NaSICON-type (Na superionic conductor, Na1+yZr2SiyP3−yO12, 0 < y < 3) represent a class of fast Na+ ion conductors with bulk ion conductivities in the mS range near room temperature. Starting from Na3Zr2(SiO4)2(PO4), i.e., from y = 2, we investigated the change in ion transport parameter when x in Na3+xZr2Si2+xP1−xO12 is increased from 0 to 0.4 and Nb5+ is substituted for Zr4+ according to Na3+x−zNbzZr2−zSi2+xP1−xO12 (z = 0.04). The later might be beneficial also to change the transport properties in or near the grain boundary regions of our polycrystalline samples. To detect such changes, we used low-temperature conductivity and electric modulus spectroscopy to differentiate between the total and the bulk (intragrain) electrical responses.
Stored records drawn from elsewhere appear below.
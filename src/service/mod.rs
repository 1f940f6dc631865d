//! The avatar orchestrator.
//!
//! [`AvatarService::acquire`] walks a fixed sequence of tiers and always
//! comes back with a URL:
//!
//! ```text
//! CheckVolatile ─hit─────────────────────────────────────────────▶ Done
//!      │miss
//! CheckDurable ──hit──▶ (write volatile) ────────────────────────▶ Done(durable)
//!      │miss/error
//! CheckProviderGate ──auth disabled / no provider──▶ Placeholder
//!      │(wait out backoff)
//! CallProvider ──ok──▶ (store durable, write volatile) ──────────▶ Done(provider)
//!      │auth / rate-limited / generic
//! Placeholder ──▶ (write volatile, persist opportunistically) ───▶ Done(placeholder)
//! ```
//!
//! Every external failure becomes a transition; nothing is returned as an
//! error. Concurrent misses on the same key share one resolution, and that
//! resolution runs on its own task so a caller that goes away does not
//! cancel it.

mod builder;

pub use builder::AvatarServiceBuilder;

use std::sync::Arc;

use tracing::{debug, info, instrument, warn};

use crate::Result;
use crate::cache::{DurableCache, VolatileCache};
use crate::config::{Config, Secrets};
use crate::error::FailureKind;
use crate::placeholder::PlaceholderGenerator;
use crate::providers::avatar::is_absolute_url;
use crate::providers::{AvatarProvider, RateLimitState, RateLimiter};
use crate::telemetry;
use crate::types::{Avatar, AvatarRecord, AvatarSource, CacheKey, Subject};

/// Resolution steps after the volatile cache has missed.
#[derive(Debug)]
enum Step {
    CheckDurable,
    CheckProviderGate,
    CallProvider,
    Placeholder,
    Done(AvatarRecord),
}

/// Process-wide avatar acquisition service.
///
/// Cheap to clone; clones share caches and rate-limit state. Construct one
/// per process with [`AvatarService::builder()`] and hand it to whatever
/// needs avatars.
#[derive(Clone)]
pub struct AvatarService {
    inner: Arc<Inner>,
}

struct Inner {
    volatile: VolatileCache,
    durable: DurableCache,
    limiter: RateLimiter,
    provider: Option<AvatarProvider>,
    placeholder: PlaceholderGenerator,
    persist_placeholders: bool,
}

impl AvatarService {
    /// Create a new builder for configuring the service.
    pub fn builder() -> AvatarServiceBuilder {
        AvatarServiceBuilder::new()
    }

    /// Build a service from loaded configuration and secrets.
    ///
    /// See [`Config::build_service`].
    pub fn from_config(config: &Config, secrets: &Secrets) -> Result<Self> {
        config.build_service(secrets)
    }

    /// Get an avatar URL for a subject.
    ///
    /// Never fails and never returns an empty URL. Repeated calls for the
    /// same subject converge on the same cached record.
    #[instrument(skip(self, description))]
    pub async fn acquire(&self, name: &str, description: Option<&str>) -> Avatar {
        let subject = Subject::new(name, description);
        let key = CacheKey::for_subject(&subject);

        if let Some(record) = self.inner.volatile.get(&key).await {
            debug!(%key, source = %record.source, "volatile cache hit");
            return finish(record);
        }

        let resolution = Arc::clone(&self.inner).resolve_owned(key.clone(), subject.clone());
        match self.inner.volatile.get_or_resolve(key.clone(), resolution).await {
            Some((record, started)) => {
                if !started {
                    debug!(%key, "joined in-flight resolution");
                }
                finish(record)
            }
            None => finish(self.inner.placeholder_record(&key, &subject)),
        }
    }

    /// Force a fresh portrait from the provider, replacing any cached one.
    ///
    /// Skips both cache tiers on the way in and overwrites both on success.
    /// If the provider is unavailable or fails, the currently cached record
    /// is kept; with nothing cached, a placeholder is returned.
    #[instrument(skip(self, description))]
    pub async fn regenerate(&self, name: &str, description: Option<&str>) -> Avatar {
        let subject = Subject::new(name, description);
        let key = CacheKey::for_subject(&subject);
        let inner = &self.inner;

        let fresh = if inner.pass_gate().await {
            inner.call_provider(&key, &subject).await
        } else {
            None
        };

        let record = match fresh {
            Some(record) => {
                inner.volatile.set(record.clone()).await;
                record
            }
            None => match inner.volatile.get(&key).await {
                Some(existing) => {
                    info!(%key, "regeneration failed, keeping cached avatar");
                    existing
                }
                None => {
                    let record = inner.placeholder_record(&key, &subject);
                    inner.volatile.set(record.clone()).await;
                    record
                }
            },
        };
        finish(record)
    }

    /// Seed the volatile cache with a URL obtained elsewhere.
    ///
    /// Used when the caller already holds an authoritative URL for a subject
    /// (e.g. a persisted character image). Returns false, and caches
    /// nothing, if `url` is not an absolute http(s) URL.
    pub async fn remember(&self, name: &str, description: Option<&str>, url: &str) -> bool {
        if !is_absolute_url(url) {
            return false;
        }
        let key = CacheKey::new(name, description);
        self.inner
            .volatile
            .set(AvatarRecord::new(key, url.trim(), AvatarSource::Cache))
            .await;
        true
    }

    /// The cached record for a subject, without resolving anything.
    pub async fn cached(&self, name: &str, description: Option<&str>) -> Option<AvatarRecord> {
        self.inner.volatile.get(&CacheKey::new(name, description)).await
    }

    /// The placeholder URL a subject with this name would get.
    pub fn placeholder_url(&self, name: &str) -> String {
        self.inner.placeholder.generate(name.trim())
    }

    /// Whether `url` is one of this service's placeholder images.
    pub fn is_placeholder_url(&self, url: &str) -> bool {
        self.inner.placeholder.is_placeholder(url)
    }

    /// Clear the sticky provider authentication failure.
    pub fn reset_provider_auth_status(&self) {
        info!("provider authentication status reset");
        self.inner.limiter.reset_auth();
    }

    /// Clear backoff counters.
    pub fn reset_rate_limit_state(&self) {
        debug!("rate limit state reset");
        self.inner.limiter.reset();
    }

    /// Current rate-limit state.
    pub fn rate_limit_state(&self) -> RateLimitState {
        self.inner.limiter.state()
    }

    /// Whether an image provider is configured at all.
    pub fn has_provider(&self) -> bool {
        self.inner.provider.is_some()
    }
}

fn finish(record: AvatarRecord) -> Avatar {
    metrics::counter!(telemetry::ACQUISITIONS_TOTAL, "source" => record.source.as_str())
        .increment(1);
    Avatar::from(record)
}

impl Inner {
    /// [`Inner::resolve`] as a `'static` future the volatile cache can run on its own task.
    async fn resolve_owned(self: Arc<Self>, key: CacheKey, subject: Subject) -> AvatarRecord {
        self.resolve(&key, &subject).await
    }

    /// Everything after a volatile miss.
    async fn resolve(&self, key: &CacheKey, subject: &Subject) -> AvatarRecord {
        let mut step = Step::CheckDurable;
        loop {
            step = match step {
                Step::CheckDurable => match self.durable.check_existing(key).await {
                    Some(url) => Step::Done(AvatarRecord::new(key.clone(), url, AvatarSource::Durable)),
                    None => Step::CheckProviderGate,
                },
                Step::CheckProviderGate => {
                    if self.pass_gate().await {
                        Step::CallProvider
                    } else {
                        Step::Placeholder
                    }
                }
                Step::CallProvider => match self.call_provider(key, subject).await {
                    Some(record) => Step::Done(record),
                    None => Step::Placeholder,
                },
                Step::Placeholder => Step::Done(self.placeholder_record(key, subject)),
                Step::Done(record) => return record,
            };
        }
    }

    /// Decide whether the provider may be called now, waiting out backoff if so.
    async fn pass_gate(&self) -> bool {
        if self.provider.is_none() {
            return false;
        }
        if !self.limiter.is_provider_usable() {
            debug!("provider disabled after authentication failure");
            return false;
        }

        let wait = self.limiter.reserve_slot();
        if !wait.is_zero() {
            metrics::histogram!(telemetry::BACKOFF_WAIT_SECONDS).record(wait.as_secs_f64());
            debug!(?wait, "waiting out provider backoff");
            tokio::time::sleep(wait).await;
        }

        // Another caller may have hit an auth failure while we slept.
        self.limiter.is_provider_usable()
    }

    /// One provider attempt. `None` means fall through to the placeholder.
    async fn call_provider(&self, key: &CacheKey, subject: &Subject) -> Option<AvatarRecord> {
        let provider = self.provider.as_ref()?;
        match provider.generate(subject).await {
            Ok(url) => {
                self.limiter.record_success();
                let url = match self.durable.store(&url, key).await {
                    Some(durable_url) => durable_url,
                    None => url,
                };
                info!(%key, %url, "avatar generated");
                Some(AvatarRecord::new(key.clone(), url, AvatarSource::Provider))
            }
            Err(FailureKind::Auth) => {
                self.limiter.record_failure(true);
                warn!(
                    provider = provider.name(),
                    "provider rejected credentials, disabling until reset"
                );
                None
            }
            Err(kind) => {
                self.limiter.record_failure(false);
                let failures = self.limiter.state().consecutive_failures;
                debug!(kind = kind.as_str(), failures, "provider attempt failed, using placeholder");
                None
            }
        }
    }

    /// Build a placeholder record and, if enabled, persist it in the background.
    ///
    /// The image is stored under the placeholder's own key, never the
    /// subject's, so a later durable probe for the subject still misses.
    fn placeholder_record(&self, key: &CacheKey, subject: &Subject) -> AvatarRecord {
        let url = self.placeholder.generate(&subject.name);
        info!(%key, %url, "using placeholder avatar");

        if self.persist_placeholders && self.durable.is_enabled() {
            let durable = self.durable.clone();
            let source = url.clone();
            let asset_key = self.placeholder.asset_key(&subject.name);
            tokio::spawn(async move {
                durable.store(&source, &asset_key).await;
            });
        }

        AvatarRecord::new(key.clone(), url, AvatarSource::Placeholder)
    }
}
However, the main purpose of the present study is to corroborate the extraordinarily high bulk ionic conductivity of approximately 7.3 mS cm−1 (x = 0.4 and z = 0.04, room temperature) by diffusion-controlled 23Na NMR spin-lattice relaxation measurements. Indeed, such experiments directly sense the 23Na spin-fluctuations at the nuclear sites as a result of the fast intragrain motional processes. Both methods, nuclear and non-nuclear, point to a mean activation energy of 0.3 eV for Na+ exchange among the multiple sites in the NaSICON framework. In addition, NMR reveals local barriers characterized by activation energies as low as 0.1 eV. Altogether, from a dynamic point of view, Na3.36Nb0.04Zr1.96Si2.4P0.6O12 turned out to be indeed a very promising candidate for the breakneck development of Na-based all-solid-state battery applications.